I started out with a nice split. I changed it up once. That all lasted for a year and now I’m doing a 6 day a week full body work out.
Monday - lower body,core
tuesday - upper body
wednesday - rest
thursday - lower body,core
friday - upper body
saturday - lower body,core
sunday - upper body
Upper body - maximum of 5 reps and 5 sets of flat bench press, military press and weighted chin-ups followed by 3 sets of 8 reps of tricep kick-backs. Then I’m done my upper body. I feel I could be doing more with all the tricks and weight lifting techniques out there.
I would really appreciate it if you guys could give me the low down of the best things I could be adding on to my work out. I know of a lot of them, I just don’t know what I should be doing, what’s good and what fails.
Could you guys give me some more bang that I could get some more buck with? Thank you.
I think you should add more rest. 6 on, one off is pretty brutal on recovery. If you’re 5’11 140, rather than worry about programming and “tricks”, read articles by the authors here and follow one of the prescribed programs.
I guess I should update my profile. I’m 150 now and I got my height wrong I’m actually 5’7.
Anyway, I’ve been working out for a while now. I’ve used routines based on rest and a lot of rest worked well for me, I just decided to try out little rest and see how that worked out, I’ll be moving on to more rest again soon enough though.
I’d really like to know something that I can add though to give me, preferable strength and size would be nice. I was thinking of adding another excersize but doing partials and spread that whole excersize throughout the workout.
I read a lot of the articles on here, I just don’t have a gym membership so my resources are kind of limited.
I donno if your doing chinups or pullups but throwing a little back in there wouldnt hurt. Lat pulls are great and I personally love dumbell rows with one arm at a time. Also for size and strength the three key exercises without a doubt: bench, squat, and deadlifts
[quote]Stephie wrote:
I started out with a nice split. I changed it up once. That all lasted for a year and now I’m doing a 6 day a week full body work out.
Monday - lower body,core
tuesday - upper body
wednesday - rest
thursday - lower body,core
friday - upper body
saturday - lower body,core
sunday - upper body
Upper body - maximum of 5 reps and 5 sets of flat bench press, military press and weighted chin-ups followed by 3 sets of 8 reps of tricep kick-backs. Then I’m done my upper body. I feel I could be doing more with all the tricks and weight lifting techniques out there.
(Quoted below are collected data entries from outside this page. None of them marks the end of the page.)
//! Bot platform collaborators: notifications, channel membership, long-poll
//! intake, and the optional media describer.
//!
//! The engine only sees the traits defined here; [`client::BotApiClient`] is
//! the production implementation against the platform Bot API, and tests
//! substitute their own.

pub mod client;
pub mod poll;
mod types;

pub use client::BotApiClient;
pub use types::{
    Action, CallbackEvent, ChannelInfo, MessageEvent, Update, UpdateBatch, UpdateEvent,
};

use async_trait::async_trait;
use thiserror::Error;

/// Errors from the bot platform.
#[derive(Debug, Error)]
pub enum PlatformError {
    #[error("http error: {0}")]
    Http(#[from] reqwest::Error),
    #[error("platform api error (status {status}): {message}")]
    Api { status: u16, message: String },
    #[error("unexpected response shape: {0}")]
    Decode(String),
}

impl PlatformError {
    /// Static label for metrics.
    pub fn error_code(&self) -> &'static str {
        match self {
            Self::Http(_) => "http",
            Self::Api { .. } => "api",
            Self::Decode(_) => "decode",
        }
    }
}

/// Sends notifications to individual users. Fire-and-forget from the engine's
/// perspective: a failure is logged by the caller, never retried inline.
#[async_trait]
pub trait Notifier: Send + Sync {
    /// Deliver `text` to `recipient`, with optional inline actions attached.
    async fn notify(
        &self,
        recipient: i64,
        text: &str,
        actions: &[Action],
    ) -> Result<(), PlatformError>;

    /// Acknowledge a button tap so the client stops its spinner.
    async fn answer_callback(
        &self,
        callback_id: &str,
        notification: Option<&str>,
    ) -> Result<(), PlatformError>;
}

/// Manages group channel membership and enumeration.
#[async_trait]
pub trait Membership: Send + Sync {
    async fn add_members(&self, channel_id: i64, user_ids: &[i64]) -> Result<(), PlatformError>;

    async fn remove_members(&self, channel_id: i64, user_ids: &[i64])
    -> Result<(), PlatformError>;

    /// Group channels the bot is currently a member of.
    async fn list_channels(&self) -> Result<Vec<ChannelInfo>, PlatformError>;
}

/// Produces a machine description of a piece of media. Used only by the
/// photo-description workflow, orthogonal to dispatch.
#[async_trait]
pub trait MediaDescriber: Send + Sync {
    async fn describe(&self, media_url: &str) -> Result<String, PlatformError>;
}
//! Wave-based volunteer dispatch and the request lifecycle.
//!
//! [`Switchboard`] is the engine facade: it owns the database, the platform
//! collaborators, and the dispatch tuning, and every operation the router or
//! a background task invokes lives on it. The wave dispatcher itself is here;
//! acceptance arbitration is in [`accept`], the photo-description workflow in
//! [`photo`].

pub mod accept;
pub mod photo;

use crate::config::DispatchConfig;
use crate::db::{Database, RequestKind, RequestRecord, RequestStatus, Role, Urgency};
use crate::debounce::Debounce;
use crate::error::{EngineError, EngineResult};
use crate::metrics;
use crate::platform::{Action, MediaDescriber, Membership, Notifier};
use rand::seq::SliceRandom;
use std::sync::Arc;
use std::time::Duration;
use tracing::{debug, error, info, warn};

/// Descriptive tags a volunteer may attach to the requester after a finished
/// request, shown as a keyboard. Stored values feed later wave texts.
const REQUESTER_TAGS: &[(&str, &str)] = &[
    ("Elderly", "elderly"),
    ("Blind", "blind"),
    ("Poor camera", "bad_camera"),
    ("Poor microphone", "bad_mic"),
    ("Hard of hearing", "hearing"),
];

/// The dispatch engine.
///
/// Cheap to clone via `Arc`; all interior state is either the database pool
/// or concurrent maps.
pub struct Switchboard {
    db: Database,
    notifier: Arc<dyn Notifier>,
    membership: Arc<dyn Membership>,
    describer: Option<Arc<dyn MediaDescriber>>,
    debounce: Debounce,
    tuning: DispatchConfig,
}
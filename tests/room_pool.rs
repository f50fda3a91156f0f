//! Room pool lifecycle: lease/release membership handling and the
//! reconciliation pass against the platform channel list.

mod common;

use common::{harness, seed_rooms};
use std::sync::atomic::Ordering;

#[tokio::test]
async fn lease_adds_members_release_removes_them() {
    let (sb, platform) = harness().await;
    seed_rooms(&sb, 2).await;

    let room = sb.lease_room("req-1", &[1, 100]).await.unwrap();
    assert!(room.is_occupied);
    assert_eq!(room.current_request_id.as_deref(), Some("req-1"));
    assert_eq!(
        platform.added_members.lock().unwrap().as_slice(),
        &[(room.channel_id, 1), (room.channel_id, 100)]
    );

    sb.release_room(&room, &[1, 100]).await.unwrap();
    assert_eq!(
        platform.removed_members.lock().unwrap().as_slice(),
        &[(room.channel_id, 1), (room.channel_id, 100)]
    );
    let freed = sb.db().rooms().find(room.id).await.unwrap().unwrap();
    assert!(!freed.is_occupied);
    assert!(freed.current_request_id.is_none());
}

#[tokio::test]
async fn release_frees_room_even_when_removal_fails() {
    let (sb, platform) = harness().await;
    seed_rooms(&sb, 1).await;

    let room = sb.lease_room("req-1", &[1, 100]).await.unwrap();
    platform.fail_removal.store(true, Ordering::Relaxed);

    sb.release_room(&room, &[1, 100]).await.unwrap();
    let freed = sb.db().rooms().find(room.id).await.unwrap().unwrap();
    assert!(!freed.is_occupied);
}

#[tokio::test]
async fn occupied_rooms_are_never_double_leased() {
    let (sb, _platform) = harness().await;
    seed_rooms(&sb, 1).await;

    sb.lease_room("req-1", &[1, 100]).await.unwrap();
    let err = sb.lease_room("req-2", &[2, 101]).await.unwrap_err();
    assert!(matches!(err, wavecall::EngineError::NoFreeRoom));

    let rooms = sb.db().rooms().all().await.unwrap();
    assert_eq!(
        rooms.iter().filter(|r| r.current_request_id.as_deref() == Some("req-1")).count(),
        1
    );
}

#[tokio::test]
async fn reconcile_inserts_newly_seen_channels() {
    let (sb, platform) = harness().await;
    platform.set_channels(vec![(500, "Support A"), (501, "Support B")]);

    sb.reconcile_rooms().await.unwrap();
    let rooms = sb.db().rooms().all().await.unwrap();
    assert_eq!(rooms.len(), 2);

    // Idempotent: a second pass adds nothing
    sb.reconcile_rooms().await.unwrap();
    assert_eq!(sb.db().rooms().all().await.unwrap().len(), 2);
}

#[tokio::test]
async fn reconcile_deletes_free_and_flags_occupied() {
    let (sb, platform) = harness().await;
    platform.set_channels(vec![(500, "Support A"), (501, "Support B")]);
    sb.reconcile_rooms().await.unwrap();

    // Occupy one room
    let claimed = sb.db().rooms().claim_free("req-1").await.unwrap().unwrap();

    // The bot drops out of both channels
    platform.set_channels(vec![]);
    sb.reconcile_rooms().await.unwrap();

    let remaining = sb.db().rooms().all().await.unwrap();
    // The free room is gone; the occupied one stays, flagged
    assert_eq!(remaining.len(), 1);
    let survivor = &remaining[0];
    assert_eq!(survivor.channel_id, claimed.channel_id);
    assert!(survivor.is_occupied);
    assert!(survivor.missing_since.is_some());

    // Seen again: rehabilitated and usable
    platform.set_channels(vec![(claimed.channel_id, "Support A")]);
    sb.db().rooms().release(survivor.id).await.unwrap();
    sb.reconcile_rooms().await.unwrap();
    let back = sb.db().rooms().find(survivor.id).await.unwrap().unwrap();
    assert!(back.missing_since.is_none());
    assert!(sb.db().rooms().claim_free("req-2").await.unwrap().is_some());
}
//! Configuration loading and management.
//!
//! This module is split into logical submodules:
//! - [`types`]: Core config struct definitions (Config, BotConfig, DispatchConfig)
//! - [`defaults`]: Default value functions for serde
//! - [`validation`]: Startup validation of loaded configuration

mod defaults;
mod types;
mod validation;

pub use types::{
    BotConfig, Config, ConfigError, DatabaseConfig, DispatchConfig, RoomsConfig, ServerConfig,
};
pub use validation::{ValidationError, validate};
I would really appreciate it if you guys could give me the low down of the best things I could be adding on to my work out. I know of a lot of them, I just don’t know what I should be doing, what’s good and what fails.
Could you guys give me some more bang that I could get some more buck with? Thank you.[/quote]
So…why don’t you follow a 3-5 day split? Why upper/lower? What’s your lower body day look like?
You should consider adding rows to your upper body days. You need the horizontal pulling motion. And ditch the kickbacks; do something like rope pushdowns or skullcrushers or something. Other than that, I echo the sentiment of not enough rest. I can attest to the desire to try different methods out though, and I’ve been there as well. Just trying to save you some time.
If you’ve got a bench, barbell+weights and a chinup bar that’s all you really need. No squat rack = power clean the bar up and do front squats. Bent over rows have already been mentioned. If you’ve got dumbbells too throw in hammer curls on some of the upper body days along with french presses for the tris… kickbacks are pretty hard to progress so don’t worry about them for now.
Strength and size… the only cardio you are doing is sprinting HIIT or martial arts then. Any type of turtle work would be counter-productive for you ~
Keep in mind it can take people 5-10-15 years to learn how to connect to their muscle. Hell every year I make sure to spend at least 3 months focusing on that connection. Working on the contraction~ and feeling it from start to finish.
From what I understand from experience as a sprinter, 40 yard 100 yard 200 m and relay along with football etc and afterward research studies… Sprinting and exercises similar boost IGF-1.
Anything else is more cardiovascular and endurance based. Or… Just to be fit ~ see Crossfit for I CAN DO THIS [===========================] much in 2-3 minutes!!! CF defines the minuteman exclamation mark.